# Cordless drills with cords



## mklotz (Feb 7, 2011)

Probably one of the most frustrating tools in the hobbyist's arsenal is the cordless electric drill. It's undeniably handy but, if you're like me, dealing with the batteries is enough to make you wish that Maxwell and Faraday had just kept their discoveries to themselves.

I wanted to drill a single hole out on the patio. Not wishing to deal with stringing an extension cord through a window, etc., I reached for the Craftsman 12V drill my daughter gave me a few years ago. No the battery wasn't dead - it managed to revolve the chuck at a stately 33-1/3 rpm for about ten seconds. Then it was dead. The backup battery that came with the drill hasn't been able to hold a charge since its second recharge. I reached for the backup cheapy drill from HF and it could spin its chuck but only if I didn't hold on to it. I hadn't used it in about a month so, of course, the battery had run down.

After exhausting my repertoire of curse words in three languages I started thinking about the problem. The real advantage (at least to me, an occasional user) is not that they're cordless but that one doesn't have to string (110 VAC) extension cords to use them. (Sounds confusing but stick with me.) I wouldn't mind if the thing had a short cord attached to a battery if that battery was more dependable than the ones supplied with these drills.

The typical NiCd supplied has all sorts of "memory" problems that can interfere with it taking and holding a decent charge. The manufacturers don't supply charging instructions and the chargers they supply have no "smarts".

But 12V Sealed Lead Acid (SLA) are widely available in small size packages, have decent capacity, and can hold a charge.

So, I opened up the drill and found the battery contacts...







Attached a hunk of speaker cable with some brass screws...






and, voila, a corded cordless drill...






Now the thing spins like a banshee and has torque to spare. The drill draws about 1.5 A at top speed and the battery is a 5 A-hr so it should last for at least an hour or two of use. I've never done anything with a cordless that took longer than a few minutes of drill run time so I think I'm in good shape there.

Lead-acid technology is well understood and smart chargers are widely available and inexpensive. Mine delivers 0.75A so it should be able to recharge the battery in 6+ hours. I intend to leave it on trickle charge most of the time so it's always ready to go.


----------



## Dan Rowe (Feb 7, 2011)

I have the same problem with cordless equipment and that is a cool easy fix.

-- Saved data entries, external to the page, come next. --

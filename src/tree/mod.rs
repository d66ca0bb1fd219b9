//! Self-balancing AVL tree over arena-stored nodes
//!
//! Insertion descends to the leaf position, then recomputes heights
//! and applies rotations bottom-up while the recursion unwinds. The
//! balance factor `height(left) - height(right)` stays within [-1, 1]
//! at every node, so all descents are O(log n).

mod node;
mod traversal;

pub use node::Node;
pub use traversal::InOrderIter;

use std::cmp::Ordering;

use tracing::{debug, trace};

use crate::arena::{Arena, Handle};
use crate::{DuplicatePolicy, TreeConfig, TreeError};

/// Result of a successful `insert` call
#[derive(Debug, Clone, Copy, PartialEq, Eq)]
pub enum InsertOutcome {
    /// A fresh node was created under this handle
    Inserted(Handle),
    /// The key was already present; the tree is unchanged
    Duplicate(Handle),
}

impl InsertOutcome {
    /// Handle of the node holding the key, fresh or pre-existing
    pub fn handle(self) -> Handle {
        match self {
            InsertOutcome::Inserted(handle) | InsertOutcome::Duplicate(handle) => handle,
        }
    }

    /// Whether a fresh node was created
    pub fn is_inserted(self) -> bool {
        matches!(self, InsertOutcome::Inserted(_))
    }
}

/// AVL tree keyed by `u64`, with nodes addressed by stable handles
///
/// The empty tree has `root() == Handle::EMPTY`. Nodes are created
/// only by insertion and never destroyed, so every handle handed out
/// stays resolvable for the tree's lifetime.
#[derive(Debug, Clone)]
pub struct AvlTree {
    arena: Arena<Node>,
    root: Handle,
    config: TreeConfig,
}

impl AvlTree {
    /// Create an empty tree with the default configuration
    pub fn new() -> Self {
        Self::with_config(TreeConfig::default())
    }

    /// Create an empty tree with an explicit configuration
    pub fn with_config(config: TreeConfig) -> Self {
        Self {
            arena: Arena::new(),
            root: Handle::EMPTY,
            config,
        }
    }

    /// Current root handle ([`Handle::EMPTY`] iff the tree is empty)
    pub fn root(&self) -> Handle {
        self.root
    }

    /// Number of stored keys
    pub fn len(&self) -> usize {
        self.arena.len()
    }

    /// Whether the tree holds no keys
    pub fn is_empty(&self) -> bool {
        self.root.is_empty()
    }

    /// Height of the whole tree (0 when empty)
    pub fn height(&self) -> u32 {
        self.node(self.root).map(|node| node.height).unwrap_or(0)
    }

    /// Read a node by handle
    ///
    /// This is the auditor surface: external components reconstruct
    /// and verify tree shape by chasing child handles from [`root`].
    ///
    /// [`root`]: AvlTree::root
    pub fn node(&self, handle: Handle) -> Result<&Node, TreeError> {
        self.arena.get(handle)
    }

    /// Insert `key`, rebalancing as needed
    ///
    /// The root handle may change when a rotation happens at the top
    /// of the tree. Under [`DuplicatePolicy::Ignore`] re-inserting a
    /// present key is a no-op reported as `Duplicate`; under
    /// [`DuplicatePolicy::Reject`] it fails with
    /// [`TreeError::DuplicateKey`] and the tree is left untouched.
    pub fn insert(&mut self, key: u64) -> Result<InsertOutcome, TreeError> {
        if self.root.is_empty() {
            let handle = self.arena.mint(Node::leaf(key))?;
            self.root = handle;
            debug!(key, node = %handle, "inserted first node");
            return Ok(InsertOutcome::Inserted(handle));
        }

        let (new_root, outcome) = self.insert_at(self.root, key)?;
        self.root = new_root;
        debug!(key, node = %outcome.handle(), fresh = outcome.is_inserted(), "insert done");
        Ok(outcome)
    }

    /// Whether `key` is present; pure read, O(height)
    pub fn search(&self, key: u64) -> bool {
        self.find(key).is_some()
    }

    /// Handle of the node holding `key`, if present
    pub fn find(&self, key: u64) -> Option<Handle> {
        let mut current = self.root;
        while !current.is_empty() {
            let node = self.arena.get(current).ok()?;
            current = match key.cmp(&node.key) {
                Ordering::Equal => return Some(current),
                Ordering::Less => node.left,
                Ordering::Greater => node.right,
            };
        }
        None
    }

    /// Smallest stored key
    pub fn min(&self) -> Option<u64> {
        self.extremum(|node| node.left)
    }

    /// Largest stored key
    pub fn max(&self) -> Option<u64> {
        self.extremum(|node| node.right)
    }

    /// In-order traversal yielding `(handle, key)` in ascending key
    /// order; used to verify BST ordering
    pub fn iter_in_order(&self) -> InOrderIter<'_> {
        InOrderIter::new(self)
    }

    pub(crate) fn arena(&self) -> &Arena<Node> {
        &self.arena
    }

    pub(crate) fn from_parts(arena: Arena<Node>, root: Handle, config: TreeConfig) -> Self {
        Self {
            arena,
            root,
            config,
        }
    }

    // Follow one child direction to the end of the spine.
    fn extremum(&self, next: impl Fn(&Node) -> Handle) -> Option<u64> {
        let mut current = self.root;
        let mut key = None;
        while !current.is_empty() {
            let node = self.arena.get(current).ok()?;
            key = Some(node.key);
            current = next(node);
        }
        key
    }

    /// Recursive descent; returns the subtree's new root handle after
    /// rebalancing, which the caller re-links into its own child slot
    fn insert_at(&mut self, handle: Handle, key: u64) -> Result<(Handle, InsertOutcome), TreeError> {
        let current = self.arena.get(handle)?;
        let (node_key, left, right) = (current.key, current.left, current.right);

        let outcome = match key.cmp(&node_key) {
            Ordering::Equal => match self.config.duplicate_policy {
                DuplicatePolicy::Ignore => {
                    return Ok((handle, InsertOutcome::Duplicate(handle)));
                }
                DuplicatePolicy::Reject => return Err(TreeError::DuplicateKey(key)),
            },
            Ordering::Less => {
                if left.is_empty() {
                    let child = self.arena.mint(Node::leaf(key))?;
                    self.arena.get_mut(handle)?.left = child;
                    InsertOutcome::Inserted(child)
                } else {
                    let (subroot, outcome) = self.insert_at(left, key)?;
                    if let InsertOutcome::Duplicate(_) = outcome {
                        return Ok((handle, outcome));
                    }
                    self.arena.get_mut(handle)?.left = subroot;
                    outcome
                }
            }
            Ordering::Greater => {
                if right.is_empty() {
                    let child = self.arena.mint(Node::leaf(key))?;
                    self.arena.get_mut(handle)?.right = child;
                    InsertOutcome::Inserted(child)
                } else {
                    let (subroot, outcome) = self.insert_at(right, key)?;
                    if let InsertOutcome::Duplicate(_) = outcome {
                        return Ok((handle, outcome));
                    }
                    self.arena.get_mut(handle)?.right = subroot;
                    outcome
                }
            }
        };

        self.update_height(handle)?;
        let new_root = self.rebalance(handle)?;
        Ok((new_root, outcome))
    }

    /// Restore the balance invariant at `handle` after an insertion
    /// below it; returns the handle now rooting this subtree
    fn rebalance(&mut self, handle: Handle) -> Result<Handle, TreeError> {
        let balance = self.balance_of(handle)?;
        if (-1..=1).contains(&balance) {
            return Ok(handle);
        }

        if balance > 1 {
            let left = self.arena.get(handle)?.left;
            if self.balance_of(left)? >= 0 {
                trace!(node = %handle, "left-left case, single right rotation");
                self.rotate_right(handle)
            } else {
                trace!(node = %handle, "left-right case, double rotation");
                let new_left = self.rotate_left(left)?;
                self.arena.get_mut(handle)?.left = new_left;
                self.rotate_right(handle)
            }
        } else {
            let right = self.arena.get(handle)?.right;
            if self.balance_of(right)? <= 0 {
                trace!(node = %handle, "right-right case, single left rotation");
                self.rotate_left(handle)
            } else {
                trace!(node = %handle, "right-left case, double rotation");
                let new_right = self.rotate_right(right)?;
                self.arena.get_mut(handle)?.right = new_right;
                self.rotate_left(handle)
            }
        }
    }

    /// Right rotation: the left child becomes the subtree root
    ///
    /// Heights are recomputed demoted-node-first, since the old root
    /// now sits below its former child.
    fn rotate_right(&mut self, handle: Handle) -> Result<Handle, TreeError> {
        let pivot = self.arena.get(handle)?.left;
        let carry = self.arena.get(pivot)?.right;

        self.arena.get_mut(handle)?.left = carry;
        self.arena.get_mut(pivot)?.right = handle;

        self.update_height(handle)?;
        self.update_height(pivot)?;
        Ok(pivot)
    }

    /// Left rotation: mirror of [`rotate_right`](AvlTree::rotate_right)
    fn rotate_left(&mut self, handle: Handle) -> Result<Handle, TreeError> {
        let pivot = self.arena.get(handle)?.right;
        let carry = self.arena.get(pivot)?.left;

        self.arena.get_mut(handle)?.right = carry;
        self.arena.get_mut(pivot)?.left = handle;

        self.update_height(handle)?;
        self.update_height(pivot)?;
        Ok(pivot)
    }

    fn update_height(&mut self, handle: Handle) -> Result<(), TreeError> {
        let node = self.arena.get(handle)?;
        let (left, right) = (node.left, node.right);
        let height = 1 + self.height_of(left)?.max(self.height_of(right)?);
        self.arena.get_mut(handle)?.height = height;
        Ok(())
    }

    /// Height of a possibly-empty subtree; the sentinel has height 0
    /// so balance arithmetic at leaf level stays well-defined
    fn height_of(&self, handle: Handle) -> Result<u32, TreeError> {
        if handle.is_empty() {
            Ok(0)
        } else {
            Ok(self.arena.get(handle)?.height)
        }
    }

    fn balance_of(&self, handle: Handle) -> Result<i64, TreeError> {
        let node = self.arena.get(handle)?;
        Ok(i64::from(self.height_of(node.left)?) - i64::from(self.height_of(node.right)?))
    }
}

#[cfg(test)]
mod tests {
    use super::*;

    fn keys_in_order(tree: &AvlTree) -> Vec<u64> {
        tree.iter_in_order().map(|(_, key)| key).collect()
    }

    #[test]
    fn test_first_insert_sets_root() {
        let mut tree = AvlTree::new();
        let outcome = tree.insert(50).unwrap();

        assert!(outcome.is_inserted());
        assert_eq!(tree.root(), outcome.handle());
        let root = tree.node(tree.root()).unwrap();
        assert_eq!(root.key, 50);
        assert_eq!(root.height, 1);
    }

    #[test]
    fn test_left_child_without_rotation() {
        let mut tree = AvlTree::new();
        tree.insert(50).unwrap();
        let root_before = tree.root();
        tree.insert(40).unwrap();

        assert_eq!(tree.root(), root_before);
        let root = tree.node(tree.root()).unwrap();
        assert_eq!(root.key, 50);
        assert_eq!(root.height, 2);
        assert_eq!(tree.node(root.left).unwrap().key, 40);
        assert!(root.right.is_empty());
    }

    #[test]
    fn test_decreasing_run_triggers_right_rotation() {
        let mut tree = AvlTree::new();
        for key in [50, 40, 30] {
            tree.insert(key).unwrap();
        }

        let root = tree.node(tree.root()).unwrap();
        assert_eq!(root.key, 40);
        assert_eq!(root.height, 2);
        assert_eq!(tree.node(root.left).unwrap().key, 30);
        assert_eq!(tree.node(root.right).unwrap().key, 50);
    }

    #[test]
    fn test_increasing_run_triggers_left_rotation() {
        let mut tree = AvlTree::new();
        for key in [30, 40, 50] {
            tree.insert(key).unwrap();
        }

        let root = tree.node(tree.root()).unwrap();
        assert_eq!(root.key, 40);
        assert_eq!(tree.node(root.left).unwrap().key, 30);
        assert_eq!(tree.node(root.right).unwrap().key, 50);
    }

    #[test]
    fn test_left_right_double_rotation() {
        let mut tree = AvlTree::new();
        for key in [10, 20, 15] {
            tree.insert(key).unwrap();
        }

        let root = tree.node(tree.root()).unwrap();
        assert_eq!(root.key, 15);
        assert_eq!(tree.node(root.left).unwrap().key, 10);
        assert_eq!(tree.node(root.right).unwrap().key, 20);
    }

    #[test]
    fn test_right_left_double_rotation() {
        let mut tree = AvlTree::new();
        for key in [20, 10, 15] {
            tree.insert(key).unwrap();
        }

        let root = tree.node(tree.root()).unwrap();
        assert_eq!(root.key, 15);
        assert_eq!(tree.node(root.left).unwrap().key, 10);
        assert_eq!(tree.node(root.right).unwrap().key, 20);
    }

    #[test]
    fn test_duplicate_is_noop_by_default() {
        let mut tree = AvlTree::new();
        tree.insert(50).unwrap();
        tree.insert(40).unwrap();
        let root_before = tree.root();
        let len_before = tree.len();

        let outcome = tree.insert(40).unwrap();

        assert!(!outcome.is_inserted());
        assert_eq!(outcome.handle(), tree.find(40).unwrap());
        assert_eq!(tree.root(), root_before);
        assert_eq!(tree.len(), len_before);
    }

    #[test]
    fn test_duplicate_rejected_under_reject_policy() {
        let mut tree = AvlTree::with_config(TreeConfig::rejecting_duplicates());
        tree.insert(50).unwrap();

        assert_eq!(tree.insert(50), Err(TreeError::DuplicateKey(50)));
        assert_eq!(tree.len(), 1);
    }

    #[test]
    fn test_search_and_find() {
        let mut tree = AvlTree::new();
        for key in [8, 3, 10, 1, 6, 14, 4, 7, 13] {
            tree.insert(key).unwrap();
        }

        for key in [8, 3, 10, 1, 6, 14, 4, 7, 13] {
            assert!(tree.search(key), "key {key} should be present");
        }
        for key in [0, 2, 5, 9, 11, 12, 15, u64::MAX] {
            assert!(!tree.search(key), "key {key} should be absent");
        }
        assert!(tree.find(6).is_some());
        assert!(tree.find(5).is_none());
    }

    #[test]
    fn test_min_max() {
        let mut tree = AvlTree::new();
        assert_eq!(tree.min(), None);
        assert_eq!(tree.max(), None);

        for key in [8, 3, 10, 1, 14] {
            tree.insert(key).unwrap();
        }
        assert_eq!(tree.min(), Some(1));
        assert_eq!(tree.max(), Some(14));
    }

    #[test]
    fn test_in_order_is_sorted() {
        let mut tree = AvlTree::new();
        for key in [9, 4, 14, 2, 7, 11, 17, 1, 3] {
            tree.insert(key).unwrap();
        }

        assert_eq!(keys_in_order(&tree), vec![1, 2, 3, 4, 7, 9, 11, 14, 17]);
    }
}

You need a more catchy name how about power lanyard?

Dan


----------



## bentprop (Feb 7, 2011)

Are you going to get the horse and cart out today,Marv ?:big: :big: :big:
I have 3 cordless drills,and usually at least 1 on the charger.But you're right,they do seem to run out of puff at the most inopportune moment.
The price of progress.............


----------



## Twmaster (Feb 7, 2011)

And what really sucks is how cheap a decent new drill is making the purchase of a battery more than a whole new drill. 

I have standardised my cordless power tools around the Black & Decker 12V Firestorm line. I have 5 batteries for the three tools I own.

Just last week I took three perfectly good drills apart and gutted them for the motors and chucks as the battery for any of them is more than a new drill.


----------



## milotrain (Feb 7, 2011)

I've used cordless and corded drills a lot and I've found that while I'm in my own shop I like corded drills better. That's partially because I have power everywhere, and partially because I can easily afford a pair of corded drills, and most of the time I'm using a hand drill I'm doing a two step process. I'd much rather have a pair of drills around, one doing the piloting and the other doing the driving than mess with those horrible quick change tool heads. Also because I use the pair of corded more often than the cordless there is always a stack of fresh batteries charged for the cordless.

You can also get a pair of really nice corded drills for less than a single cordless drill.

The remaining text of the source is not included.